PROMPT: Which lines in the entries below contain the string "FluxError"? Show each of them in full.

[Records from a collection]
------

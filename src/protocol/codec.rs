//! Protocol codec
//!
//! Encoding of commands, framing of replies, and decoding of replies.
//!
//! ## Wire Format
//!
//! ### Request
//! ```text
//! <VERB> [args...]\n
//! ```
//! One command per line. JSON arguments are compact single-line
//! `serde_json` output.
//!
//! ### Reply
//! ```text
//! OK ID=<id>\n
//! OK COUNT=<n>\n ID <id> [<json>]\n  (n times)
//! OK UPDATED\n | OK DELETED\n | OK INDEX_CREATED\n
//! OK {<json>}\n
//! ERROR <reason>\n
//! ```

use std::io::{self, BufRead, BufReader, Read, Write};

use bytes::BytesMut;

use super::{Command, GetFilter, ListingEntry, Reply};
use crate::document::{DocId, Document, ID_FIELD};
use crate::error::{FluxError, Result};

/// Text the connection substitutes for a reply when the transport failed
pub const CONNECTION_LOST: &str = "ERROR CONNECTION_LOST";

const PREFIX_INSERTED: &str = "OK ID=";
const PREFIX_COUNT: &str = "OK COUNT=";
const PREFIX_UPDATED: &str = "OK UPDATED";
const PREFIX_DELETED: &str = "OK DELETED";
const MARKER_INDEX_CREATED: &str = "OK INDEX_CREATED";
const PREFIX_OBJECT: &str = "OK {";
const PREFIX_ERROR: &str = "ERROR";
const PREFIX_OK: &str = "OK";
const PREFIX_ID_LINE: &str = "ID ";

// =============================================================================
// Command Encoding
// =============================================================================

/// Encode a command to its wire text (without the trailing newline)
///
/// Fails only if the resulting text would span more than one line, which
/// would make the server read it as several commands.
pub fn encode_command(command: &Command<'_>) -> Result<String> {
    let text = match command {
        Command::Insert { document } => format!("INSERT {}", serde_json::to_string(document)?),
        Command::Find { query } => format!("FIND {}", serde_json::to_string(query)?),
        Command::Update { id, document } => {
            format!("UPDATE {} {}", id, serde_json::to_string(document)?)
        }
        Command::Delete { id } => format!("DELETE {}", id),
        Command::CreateIndex { field, kind } => format!("INDEX {} {}", field, kind.code()),
        Command::Get { filter } => match filter {
            GetFilter::All => "GET".to_string(),
            GetFilter::Id(id) => format!("GET {}", id),
            GetFilter::Range(start, end) => format!("GET {}-{}", start, end),
            GetFilter::Raw(text) if text.trim().is_empty() => "GET".to_string(),
            GetFilter::Raw(text) => format!("GET {}", text),
        },
        Command::Use { database } => format!("USE {}", database),
        Command::ShowDatabases => "SHOW DBS".to_string(),
        Command::DropDatabase { database } => format!("DROP DATABASE {}", database),
        Command::FlushDb => "FLUSHDB".to_string(),
        Command::Checkpoint => "CHECKPOINT".to_string(),
        Command::Config { param, enabled } => format!("CONFIG {} {}", param, u8::from(*enabled)),
        Command::Stats => "STATS".to_string(),
        Command::Expire { id, seconds } => format!("EXPIRE {} {}", id, seconds),
        Command::Publish { channel, message } => format!("PUBLISH {} {}", channel, message),
        Command::Help => "HELP".to_string(),
        Command::Raw(text) => text.to_string(),
    };

    if text.contains(|c: char| c == '\n' || c == '\r') {
        return Err(FluxError::Serialization(format!(
            "{:?} command spans more than one line",
            command.command_type()
        )));
    }

    Ok(text)
}

// =============================================================================
// Reply Decoding
// =============================================================================

/// Classify a reply by the prefix of its first line
///
/// Never fails: text that does not match a known shape is returned as
/// [`Reply::Unrecognized`].
pub fn decode_reply(text: &str) -> Reply {
    let text = text.trim();
    let header = text.lines().next().unwrap_or("").trim_end();

    if let Some(id) = header.strip_prefix(PREFIX_INSERTED) {
        return match id.trim().parse::<DocId>() {
            Ok(id) => Reply::Inserted(id),
            Err(_) => Reply::Unrecognized(text.to_string()),
        };
    }

    if let Some(count) = header.strip_prefix(PREFIX_COUNT) {
        return match count.trim().parse::<usize>() {
            Ok(count) => Reply::Listing(decode_listing(text.lines().skip(1), count)),
            Err(_) => Reply::Unrecognized(text.to_string()),
        };
    }

    if header.starts_with(PREFIX_UPDATED) {
        return Reply::Updated;
    }

    if header.starts_with(PREFIX_DELETED) {
        return Reply::Deleted;
    }

    if header.starts_with(PREFIX_OBJECT) {
        return match serde_json::from_str::<Document>(&text[PREFIX_OK.len() + 1..]) {
            Ok(document) => Reply::Object(document),
            Err(e) => {
                tracing::debug!("Undecodable object reply: {}", e);
                Reply::Unrecognized(text.to_string())
            }
        };
    }

    // Matched anywhere in the reply, not only as a prefix: servers that
    // prepend status text to the acknowledgement still count as success
    if text.contains(MARKER_INDEX_CREATED) {
        return Reply::IndexCreated;
    }

    if let Some(reason) = header.strip_prefix(PREFIX_ERROR) {
        if reason.is_empty() || reason.starts_with(' ') {
            return Reply::Error(reason.trim().to_string());
        }
    }

    if let Some(rest) = text.strip_prefix(PREFIX_OK) {
        if rest.is_empty() || rest.starts_with(char::is_whitespace) {
            return Reply::Ack(rest.trim().to_string());
        }
    }

    Reply::Unrecognized(text.to_string())
}

/// Decode the `ID ...` lines of a listing, skipping malformed ones
fn decode_listing<'a>(lines: impl Iterator<Item = &'a str>, expected: usize) -> Vec<ListingEntry> {
    let mut entries = Vec::with_capacity(expected);

    for line in lines {
        let line = line.trim_end();
        match decode_listing_line(line) {
            Some(entry) => entries.push(entry),
            None => tracing::debug!("Skipping malformed listing line: {:?}", line),
        }
    }

    if entries.len() != expected {
        tracing::debug!(
            "Listing announced {} entries, decoded {}",
            expected,
            entries.len()
        );
    }

    entries
}

fn decode_listing_line(line: &str) -> Option<ListingEntry> {
    let rest = line.strip_prefix(PREFIX_ID_LINE)?;
    let (id, json) = match rest.split_once(' ') {
        Some((id, json)) => (id, json.trim()),
        None => (rest, ""),
    };
    let id = id.parse::<DocId>().ok()?;

    if json.is_empty() {
        return Some(ListingEntry { id, document: None });
    }

    let mut document: Document = serde_json::from_str(json).ok()?;
    document.insert(ID_FIELD.to_string(), id.into());
    Some(ListingEntry {
        id,
        document: Some(document),
    })
}

/// Number of lines following an `OK COUNT=<n>` header, if it is one
pub fn listing_len(header: &str) -> Option<usize> {
    header
        .trim_end()
        .strip_prefix(PREFIX_COUNT)?
        .trim()
        .parse()
        .ok()
}

// =============================================================================
// Stream-based I/O helpers
// =============================================================================

/// Write a command line to a stream
pub fn write_command<W: Write>(writer: &mut W, text: &str) -> io::Result<()> {
    writer.write_all(text.as_bytes())?;
    writer.write_all(b"\n")?;
    writer.flush()
}

/// Whether a reply's header is a bare `OK` whose body follows on later
/// lines with no announced length (the server's `HELP` reply)
pub fn has_open_body(reply: &str) -> bool {
    reply
        .lines()
        .next()
        .map_or(false, |header| header.trim_end() == PREFIX_OK)
}

/// Read one newline-delimited reply
///
/// Reads the header line, then the `n` lines announced by an
/// `OK COUNT=<n>` header. A listing that ends early (EOF or a read timeout
/// once the header has arrived) is returned with the complete lines that
/// did arrive. Bytes already sitting in the reader's buffer afterwards are
/// part of the same reply and are appended.
pub fn read_delimited_reply<R: Read>(reader: &mut BufReader<R>) -> io::Result<String> {
    let mut raw = Vec::new();
    reader.read_until(b'\n', &mut raw)?;
    if raw.last() != Some(&b'\n') {
        return Err(io::Error::new(
            io::ErrorKind::UnexpectedEof,
            "connection closed before the reply header was complete",
        ));
    }

    let remaining = listing_len(&String::from_utf8_lossy(&raw)).unwrap_or(0);
    for received in 0..remaining {
        let before = raw.len();
        match reader.read_until(b'\n', &mut raw) {
            Ok(_) => {}
            Err(e) if is_timeout(&e) => {
                tracing::debug!(
                    "Listing stalled after {} of {} lines: {}",
                    received,
                    remaining,
                    e
                );
                raw.truncate(before);
                break;
            }
            Err(e) => return Err(e),
        }
        if raw.len() == before || raw.last() != Some(&b'\n') {
            // Peer closed mid-listing: keep the complete lines only
            raw.truncate(before);
            break;
        }
    }

    let buffered = reader.buffer().len();
    if buffered > 0 {
        raw.extend_from_slice(reader.buffer());
        reader.consume(buffered);
    }

    Ok(String::from_utf8_lossy(&raw).into_owned())
}

/// Read lines until the peer closes or a read times out
///
/// Used for bodies with no announced length; the caller sets the read
/// timeout to the idle window that ends the body.
pub fn read_until_idle<R: Read>(reader: &mut BufReader<R>) -> io::Result<String> {
    let mut raw = Vec::new();

    loop {
        match reader.read_until(b'\n', &mut raw) {
            Ok(0) => break,
            Ok(_) => {}
            Err(e) if is_timeout(&e) => break,
            Err(e) => return Err(e),
        }
    }

    Ok(String::from_utf8_lossy(&raw).into_owned())
}

/// Read one reply without a delimiter contract
///
/// Accumulates `chunk_size` reads until the peer closes, a read times out
/// after data has arrived, or a read returns fewer bytes than requested.
/// A reply whose last chunk exactly fills the buffer is only terminated by
/// the read timeout.
pub fn read_heuristic_reply<R: Read>(reader: &mut R, chunk_size: usize) -> io::Result<String> {
    let chunk_size = chunk_size.max(1);
    let mut accumulated = BytesMut::with_capacity(chunk_size);
    let mut chunk = vec![0u8; chunk_size];

    loop {
        match reader.read(&mut chunk) {
            Ok(0) => break,
            Ok(n) => {
                accumulated.extend_from_slice(&chunk[..n]);
                if n < chunk_size {
                    break;
                }
            }
            Err(e) if e.kind() == io::ErrorKind::Interrupted => continue,
            Err(e) if is_timeout(&e) && !accumulated.is_empty() => break,
            Err(e) => return Err(e),
        }
    }

    if accumulated.is_empty() {
        return Err(io::Error::new(
            io::ErrorKind::UnexpectedEof,
            "connection closed before any reply arrived",
        ));
    }

    Ok(String::from_utf8_lossy(&accumulated).into_owned())
}

/// Read timeouts surface as `WouldBlock` on Unix and `TimedOut` on Windows
fn is_timeout(e: &io::Error) -> bool {
    matches!(
        e.kind(),
        io::ErrorKind::WouldBlock | io::ErrorKind::TimedOut
    )
}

------

PROBLEM SOLUTION:
use crate::error::{FluxError, Result};
        return Err(FluxError::Serialization(format!(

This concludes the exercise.